Gli alberi si tagliano in tutto il mondo, ma si possono ripiantare. Tardivamente si è deciso di farlo anche in Africa. L’Etiopia, ad esempio, nel 2019 ha lanciato una campagna per piantare 20 miliardi di alberi entro la fine del 2022 e il 19 novembre scorso ha annunciato di aver raggiunto e superato l’obiettivo. Il progetto era iniziato nel 2019 con la messa a dimora di oltre 350 milioni di alberi in un sol giorno, a detta del governo. Ma un conto è piantare, un conto è far crescere. Dopo un anno già oltre il 20% degli alberi erano morti, principalmente per incuria e per essere stati piantati in terreni inadatti. Più realisticamente, il vicino Kenya vanta di averne piantati 51 milioni, su iniziativa del premio Nobel per la pace 2004 Wangari Maathai.
Il progetto più ambizioso è la Grande muraglia verde, lanciato dall’Unione Africana nel 2007 per creare una fascia verde lunga 7.800 chilometri e larga 15 per un totale di 100 milioni di ettari che dovrebbe attraversare tutto il continente dal Senegal a Gibuti. Ma, mentre per i cambiamenti climatici si chiede di rimediare ai paesi ritenuti responsabili, nel caso dei danni ambientali di portata planetaria provocati dalla deforestazione di cui sono responsabili i paesi africani l’onere ricade quasi del tutto su stati e popolazioni che non ne hanno colpa. A finanziare la Grande muraglia verde, così come altre iniziative “green” in Africa, sono infatti in gran parte dei donatori internazionali tra cui figurano la Banca Mondiale, la Banca europea di investimenti, la Commissione Europea.

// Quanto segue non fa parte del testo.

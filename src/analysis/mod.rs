//! Batch analysis of completed timelines
//!
//! Stages: per-label totals and metrics ([`stats`]), optional interval
//! breakdown ([`intervals`]), orchestrated per source by [`pipeline`].

pub mod config;
pub mod intervals;
pub mod pipeline;
pub mod stats;

pub use config::{LatencyMetric, MetricsConfig, TotalTimeMetric};
pub use intervals::{IntervalSlicer, IntervalSnapshot, MetricValue};
pub use pipeline::{
    analyze_files, AnalysisInput, AnalysisReport, AnalysisResult, Analyzer,
    DEFAULT_TEST_DURATION_SECS,
};
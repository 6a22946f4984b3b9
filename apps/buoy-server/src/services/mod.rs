pub mod cache;
pub mod gps;
pub mod normalize;
pub mod sensor_path;
pub mod series;
pub mod status;
pub mod vendor;
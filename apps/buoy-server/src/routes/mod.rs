pub mod buoy;
pub mod health;

use axum::Router;

use crate::state::AppState;

pub fn router(state: AppState) -> Router {
    Router::new()
        .merge(health::router())
        .nest(
            "/api",
            Router::new()
                .merge(buoy::router())
                .merge(crate::openapi::router()),
        )
        .with_state(state)
}
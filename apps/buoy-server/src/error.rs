use axum::http::StatusCode;
use axum::response::{IntoResponse, Response};
use axum::Json;
use std::fmt::Display;

#[derive(Debug, Clone, serde::Serialize, utoipa::ToSchema)]
pub struct ErrorBody {
    pub error: String,
}

#[derive(Debug)]
pub struct AppError {
    pub status: StatusCode,
    pub message: String,
}

impl AppError {
    pub fn new(status: StatusCode, message: impl Into<String>) -> Self {
        Self {
            status,
            message: message.into(),
        }
    }

    pub fn internal(message: impl Into<String>) -> Self {
        Self::new(StatusCode::INTERNAL_SERVER_ERROR, message)
    }

    /// Logs the upstream failure and hides its details from the caller.
    pub fn upstream(kind: &str, err: impl Display) -> Self {
        tracing::warn!(kind, error = %err, "buoy series request failed");
        Self::internal(format!("Failed to fetch {kind} data"))
    }
}

impl IntoResponse for AppError {
    fn into_response(self) -> Response {
        (
            self.status,
            Json(ErrorBody {
                error: self.message,
            }),
        )
            .into_response()
    }
}

pub type AppResult<T> = Result<T, AppError>;
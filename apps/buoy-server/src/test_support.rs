use crate::config::BuoyConfig;
use crate::state::AppState;
use axum::extract::State;
use axum::http::{StatusCode, Uri};
use axum::Router;
use std::collections::HashMap;
use std::sync::{Arc, Mutex};

pub const TEST_TOKEN: &str = "stub-token-0001";

pub fn test_config(base_url: &str, overrides: &[(&str, &str)]) -> BuoyConfig {
    let mut vars: HashMap<String, String> = HashMap::from([
        ("BUOY_VENDOR_BASE_URL".to_string(), base_url.to_string()),
        ("BUOY_VENDOR_TOKEN".to_string(), TEST_TOKEN.to_string()),
        ("BUOY_VENDOR_TIMEOUT_SECONDS".to_string(), "2".to_string()),
        ("BUOY_STATUS_TIMEOUT_SECONDS".to_string(), "2".to_string()),
    ]);
    for (key, value) in overrides {
        vars.insert(key.to_string(), value.to_string());
    }
    BuoyConfig::from_lookup(|key| vars.get(key).cloned()).expect("test config")
}

pub fn test_state(config: BuoyConfig) -> AppState {
    AppState::new(config, reqwest::Client::new())
}

#[derive(Default)]
struct StubTable {
    /// (path fragment, status, body); first match wins.
    routes: Vec<(String, StatusCode, String)>,
    requests: Vec<String>,
}

/// In-process stand-in for the telemetry vendor. Answers every request by
/// matching a fragment of the (percent-encoded) request path.
#[derive(Clone)]
pub struct StubVendor {
    pub base_url: String,
    table: Arc<Mutex<StubTable>>,
}

impl StubVendor {
    /// Returns `None` when the sandbox refuses to bind a loopback socket.
    pub async fn start() -> Option<Self> {
        let listener = match tokio::net::TcpListener::bind("127.0.0.1:0").await {
            Ok(listener) => listener,
            Err(err) if err.kind() == std::io::ErrorKind::PermissionDenied => return None,
            Err(err) => panic!("stub vendor bind failed: {err}"),
        };
        let addr = listener.local_addr().expect("stub addr");
        let table = Arc::new(Mutex::new(StubTable::default()));
        let app = Router::new()
            .fallback(respond)
            .with_state(table.clone());
        tokio::spawn(async move {
            let _ = axum::serve(listener, app).await;
        });
        Some(Self {
            base_url: format!("http://{addr}/api/device"),
            table,
        })
    }

    pub fn route(&self, fragment: &str, status: StatusCode, body: impl Into<String>) {
        let mut table = self.table.lock().expect("stub table");
        table.routes.retain(|(existing, _, _)| existing != fragment);
        table
            .routes
            .push((fragment.to_string(), status, body.into()));
    }

    pub fn json(&self, fragment: &str, body: serde_json::Value) {
        self.route(fragment, StatusCode::OK, body.to_string());
    }

    /// Number of requests whose path contained `fragment`.
    pub fn hits(&self, fragment: &str) -> usize {
        let table = self.table.lock().expect("stub table");
        table
            .requests
            .iter()
            .filter(|uri| uri.contains(fragment))
            .count()
    }

    pub fn requests(&self) -> Vec<String> {
        self.table.lock().expect("stub table").requests.clone()
    }
}

async fn respond(State(table): State<Arc<Mutex<StubTable>>>, uri: Uri) -> (StatusCode, String) {
    let mut table = table.lock().expect("stub table");
    table.requests.push(uri.to_string());
    let path = uri.path();
    table
        .routes
        .iter()
        .find(|(fragment, _, _)| path.contains(fragment.as_str()))
        .map(|(_, status, body)| (*status, body.clone()))
        .unwrap_or((StatusCode::NOT_FOUND, String::new()))
}

/// Vendor series payload with one code and ordered `(date, value)` samples.
pub fn series_payload(category: &str, sensor: &str, code: &str, samples: &[(&str, &str)]) -> serde_json::Value {
    let values: serde_json::Map<String, serde_json::Value> = samples
        .iter()
        .enumerate()
        .map(|(idx, (date, value))| {
            (
                idx.to_string(),
                serde_json::json!({"date": date, "value": value, "unit": ""}),
            )
        })
        .collect();
    serde_json::json!({
        "data": {
            category: [{
                sensor: {
                    code: {"values": values}
                }
            }]
        }
    })
}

Finora è stato realizzato solo il 4% della Grande muraglia verde, al costo di decine di miliardi di dollari. Per accelerare i tempi, vista la lentezza con cui procede la sua realizzazione, il quarto One Planet Summit, un vertice internazionale per fare il punto sullo stato dei lavori, svoltosi a Parigi nel 2021, ha deciso un nuovo finanziamento: il Great Green Wall Accelerator, dell’importo iniziale di 14 miliardi di dollari, portati poi a 19. Ma per terminare il progetto, entro la data fissata del 2030, serviranno ancora almeno 33 miliardi.